## EXERCISE BRIEF
Go through the records below line by line. Count the lines with "PartialEq" and give the count alone.

Saved data entries
★ ★ ★

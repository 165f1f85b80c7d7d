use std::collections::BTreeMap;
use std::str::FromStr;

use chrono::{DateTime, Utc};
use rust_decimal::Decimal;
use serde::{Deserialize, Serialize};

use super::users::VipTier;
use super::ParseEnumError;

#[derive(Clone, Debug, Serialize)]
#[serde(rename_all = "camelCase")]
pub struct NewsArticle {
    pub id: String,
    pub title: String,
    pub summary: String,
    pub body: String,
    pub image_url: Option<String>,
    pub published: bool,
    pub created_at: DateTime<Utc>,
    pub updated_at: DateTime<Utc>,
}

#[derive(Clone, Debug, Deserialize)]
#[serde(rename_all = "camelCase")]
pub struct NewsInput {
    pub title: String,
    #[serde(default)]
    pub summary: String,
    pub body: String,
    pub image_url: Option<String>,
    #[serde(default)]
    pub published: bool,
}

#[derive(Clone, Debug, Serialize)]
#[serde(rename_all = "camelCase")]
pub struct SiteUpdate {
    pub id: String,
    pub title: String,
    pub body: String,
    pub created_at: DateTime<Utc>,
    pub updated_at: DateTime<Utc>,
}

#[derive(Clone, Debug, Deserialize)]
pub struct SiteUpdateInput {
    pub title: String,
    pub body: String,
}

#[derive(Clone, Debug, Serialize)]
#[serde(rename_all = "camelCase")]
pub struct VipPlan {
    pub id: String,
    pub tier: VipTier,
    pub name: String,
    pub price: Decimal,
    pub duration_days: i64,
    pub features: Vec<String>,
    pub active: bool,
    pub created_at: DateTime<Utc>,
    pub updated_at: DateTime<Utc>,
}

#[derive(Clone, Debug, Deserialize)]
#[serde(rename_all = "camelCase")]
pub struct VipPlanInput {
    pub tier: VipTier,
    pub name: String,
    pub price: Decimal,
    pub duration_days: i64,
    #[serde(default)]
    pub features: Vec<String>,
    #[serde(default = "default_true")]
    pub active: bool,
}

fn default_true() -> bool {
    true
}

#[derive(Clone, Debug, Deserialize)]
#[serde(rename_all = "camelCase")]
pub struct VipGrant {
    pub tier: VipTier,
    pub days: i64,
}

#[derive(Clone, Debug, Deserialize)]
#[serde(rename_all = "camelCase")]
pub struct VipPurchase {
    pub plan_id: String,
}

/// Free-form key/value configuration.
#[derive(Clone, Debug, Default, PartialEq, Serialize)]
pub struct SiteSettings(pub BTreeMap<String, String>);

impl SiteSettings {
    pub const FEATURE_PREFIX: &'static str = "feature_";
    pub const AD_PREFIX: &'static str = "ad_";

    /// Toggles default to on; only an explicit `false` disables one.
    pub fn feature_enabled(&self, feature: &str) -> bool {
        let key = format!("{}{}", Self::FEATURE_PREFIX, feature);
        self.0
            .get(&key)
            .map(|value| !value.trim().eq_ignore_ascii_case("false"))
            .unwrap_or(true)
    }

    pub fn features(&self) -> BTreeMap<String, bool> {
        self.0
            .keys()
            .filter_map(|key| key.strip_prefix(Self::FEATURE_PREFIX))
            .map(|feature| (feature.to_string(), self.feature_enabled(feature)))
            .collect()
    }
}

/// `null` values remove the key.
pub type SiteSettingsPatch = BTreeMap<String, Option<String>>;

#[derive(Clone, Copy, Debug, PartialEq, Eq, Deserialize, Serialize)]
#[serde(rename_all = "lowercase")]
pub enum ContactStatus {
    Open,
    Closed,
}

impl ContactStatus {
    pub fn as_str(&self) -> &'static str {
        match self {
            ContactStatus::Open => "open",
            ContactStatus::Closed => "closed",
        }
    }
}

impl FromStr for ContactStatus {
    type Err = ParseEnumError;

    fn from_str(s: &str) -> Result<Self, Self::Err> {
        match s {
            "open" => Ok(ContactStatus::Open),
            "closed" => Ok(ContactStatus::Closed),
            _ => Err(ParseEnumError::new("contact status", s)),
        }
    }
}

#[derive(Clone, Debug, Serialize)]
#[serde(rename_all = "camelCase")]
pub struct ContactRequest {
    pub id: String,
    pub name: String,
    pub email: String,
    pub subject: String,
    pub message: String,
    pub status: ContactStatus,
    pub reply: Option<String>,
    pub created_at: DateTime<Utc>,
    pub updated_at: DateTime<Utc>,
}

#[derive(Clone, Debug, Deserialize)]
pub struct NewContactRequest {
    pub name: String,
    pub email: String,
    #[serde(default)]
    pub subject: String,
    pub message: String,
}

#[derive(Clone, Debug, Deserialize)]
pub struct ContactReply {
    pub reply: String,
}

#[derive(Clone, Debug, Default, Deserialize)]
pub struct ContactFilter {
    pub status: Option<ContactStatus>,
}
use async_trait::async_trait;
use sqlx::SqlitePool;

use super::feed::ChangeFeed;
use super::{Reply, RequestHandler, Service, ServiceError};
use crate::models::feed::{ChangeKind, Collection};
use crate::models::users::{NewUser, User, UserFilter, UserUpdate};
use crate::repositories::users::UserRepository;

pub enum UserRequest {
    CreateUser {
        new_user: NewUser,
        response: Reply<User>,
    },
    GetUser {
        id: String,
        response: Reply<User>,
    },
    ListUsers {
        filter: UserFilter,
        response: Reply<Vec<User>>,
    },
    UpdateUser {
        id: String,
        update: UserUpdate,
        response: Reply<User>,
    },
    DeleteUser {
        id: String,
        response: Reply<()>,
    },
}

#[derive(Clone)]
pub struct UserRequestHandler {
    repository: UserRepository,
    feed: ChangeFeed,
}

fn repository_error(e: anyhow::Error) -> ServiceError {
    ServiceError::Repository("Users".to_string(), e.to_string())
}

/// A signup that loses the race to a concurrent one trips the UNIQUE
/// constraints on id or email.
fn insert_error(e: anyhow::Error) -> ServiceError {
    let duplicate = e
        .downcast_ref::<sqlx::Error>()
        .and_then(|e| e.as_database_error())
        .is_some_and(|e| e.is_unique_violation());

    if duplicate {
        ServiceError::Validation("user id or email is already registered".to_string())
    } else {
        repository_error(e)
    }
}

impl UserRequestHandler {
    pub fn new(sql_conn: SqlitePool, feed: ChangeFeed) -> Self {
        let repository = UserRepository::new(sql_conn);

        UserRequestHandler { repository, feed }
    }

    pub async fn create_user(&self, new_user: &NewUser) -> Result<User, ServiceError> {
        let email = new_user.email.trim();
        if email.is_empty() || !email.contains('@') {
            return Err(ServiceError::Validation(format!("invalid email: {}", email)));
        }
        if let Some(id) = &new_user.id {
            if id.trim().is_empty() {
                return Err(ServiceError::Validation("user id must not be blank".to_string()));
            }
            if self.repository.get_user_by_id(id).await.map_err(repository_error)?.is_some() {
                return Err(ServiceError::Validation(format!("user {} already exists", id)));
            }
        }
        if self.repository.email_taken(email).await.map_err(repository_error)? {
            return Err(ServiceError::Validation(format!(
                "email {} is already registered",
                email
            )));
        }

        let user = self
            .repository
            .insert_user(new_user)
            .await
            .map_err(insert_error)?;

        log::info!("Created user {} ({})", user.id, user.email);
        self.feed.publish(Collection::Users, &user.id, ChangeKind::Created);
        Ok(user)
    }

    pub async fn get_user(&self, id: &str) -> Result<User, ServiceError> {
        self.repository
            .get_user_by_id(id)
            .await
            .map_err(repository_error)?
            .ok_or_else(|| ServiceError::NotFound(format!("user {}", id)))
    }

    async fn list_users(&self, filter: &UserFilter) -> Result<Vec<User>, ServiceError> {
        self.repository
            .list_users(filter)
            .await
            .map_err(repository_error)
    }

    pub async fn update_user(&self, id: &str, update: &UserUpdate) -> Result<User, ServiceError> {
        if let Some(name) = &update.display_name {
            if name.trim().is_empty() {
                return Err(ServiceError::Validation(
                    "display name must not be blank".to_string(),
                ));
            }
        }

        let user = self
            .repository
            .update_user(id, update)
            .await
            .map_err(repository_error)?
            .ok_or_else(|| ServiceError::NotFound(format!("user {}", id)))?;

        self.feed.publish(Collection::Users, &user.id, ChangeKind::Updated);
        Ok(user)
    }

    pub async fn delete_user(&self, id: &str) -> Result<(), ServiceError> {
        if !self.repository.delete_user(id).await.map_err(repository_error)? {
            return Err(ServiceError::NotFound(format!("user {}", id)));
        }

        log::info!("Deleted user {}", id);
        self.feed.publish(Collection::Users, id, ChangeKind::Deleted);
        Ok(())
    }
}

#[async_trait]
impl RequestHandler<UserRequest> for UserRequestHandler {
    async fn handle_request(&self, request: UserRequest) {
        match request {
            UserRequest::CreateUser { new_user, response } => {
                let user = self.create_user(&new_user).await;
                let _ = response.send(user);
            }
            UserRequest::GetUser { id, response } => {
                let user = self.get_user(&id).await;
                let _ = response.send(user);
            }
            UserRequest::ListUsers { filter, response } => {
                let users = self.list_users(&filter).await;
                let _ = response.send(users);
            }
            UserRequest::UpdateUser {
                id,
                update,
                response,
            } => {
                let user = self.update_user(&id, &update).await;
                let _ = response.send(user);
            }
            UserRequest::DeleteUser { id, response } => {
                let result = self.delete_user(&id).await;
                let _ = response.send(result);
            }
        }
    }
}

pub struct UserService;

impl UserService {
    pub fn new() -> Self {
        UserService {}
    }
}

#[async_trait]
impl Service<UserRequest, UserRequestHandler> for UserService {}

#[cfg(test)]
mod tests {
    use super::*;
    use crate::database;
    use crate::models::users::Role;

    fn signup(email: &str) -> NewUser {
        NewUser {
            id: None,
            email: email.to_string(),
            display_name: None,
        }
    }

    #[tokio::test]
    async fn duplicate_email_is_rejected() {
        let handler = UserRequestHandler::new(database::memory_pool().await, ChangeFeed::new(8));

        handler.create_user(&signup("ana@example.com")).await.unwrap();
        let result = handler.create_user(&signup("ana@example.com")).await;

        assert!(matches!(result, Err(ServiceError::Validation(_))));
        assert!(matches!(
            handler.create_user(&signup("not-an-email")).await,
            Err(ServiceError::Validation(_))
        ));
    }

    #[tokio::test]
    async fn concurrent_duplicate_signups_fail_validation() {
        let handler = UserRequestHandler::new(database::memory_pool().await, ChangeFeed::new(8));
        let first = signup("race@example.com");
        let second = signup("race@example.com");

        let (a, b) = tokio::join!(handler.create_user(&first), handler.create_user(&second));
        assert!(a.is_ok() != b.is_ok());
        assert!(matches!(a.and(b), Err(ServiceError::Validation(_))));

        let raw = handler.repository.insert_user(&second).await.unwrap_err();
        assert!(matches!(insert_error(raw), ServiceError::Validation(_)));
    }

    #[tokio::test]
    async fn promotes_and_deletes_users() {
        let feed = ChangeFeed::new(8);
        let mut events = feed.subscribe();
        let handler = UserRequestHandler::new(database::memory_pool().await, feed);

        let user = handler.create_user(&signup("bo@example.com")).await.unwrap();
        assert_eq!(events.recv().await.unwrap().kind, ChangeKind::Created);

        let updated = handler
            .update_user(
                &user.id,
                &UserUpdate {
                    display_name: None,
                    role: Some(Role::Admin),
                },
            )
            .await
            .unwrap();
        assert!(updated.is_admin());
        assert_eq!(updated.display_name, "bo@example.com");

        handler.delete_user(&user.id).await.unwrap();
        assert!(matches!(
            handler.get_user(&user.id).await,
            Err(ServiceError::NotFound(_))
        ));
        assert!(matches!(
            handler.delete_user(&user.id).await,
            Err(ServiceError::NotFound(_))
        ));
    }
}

★ ★ ★

## RESPONSE TO THE EXERCISE
2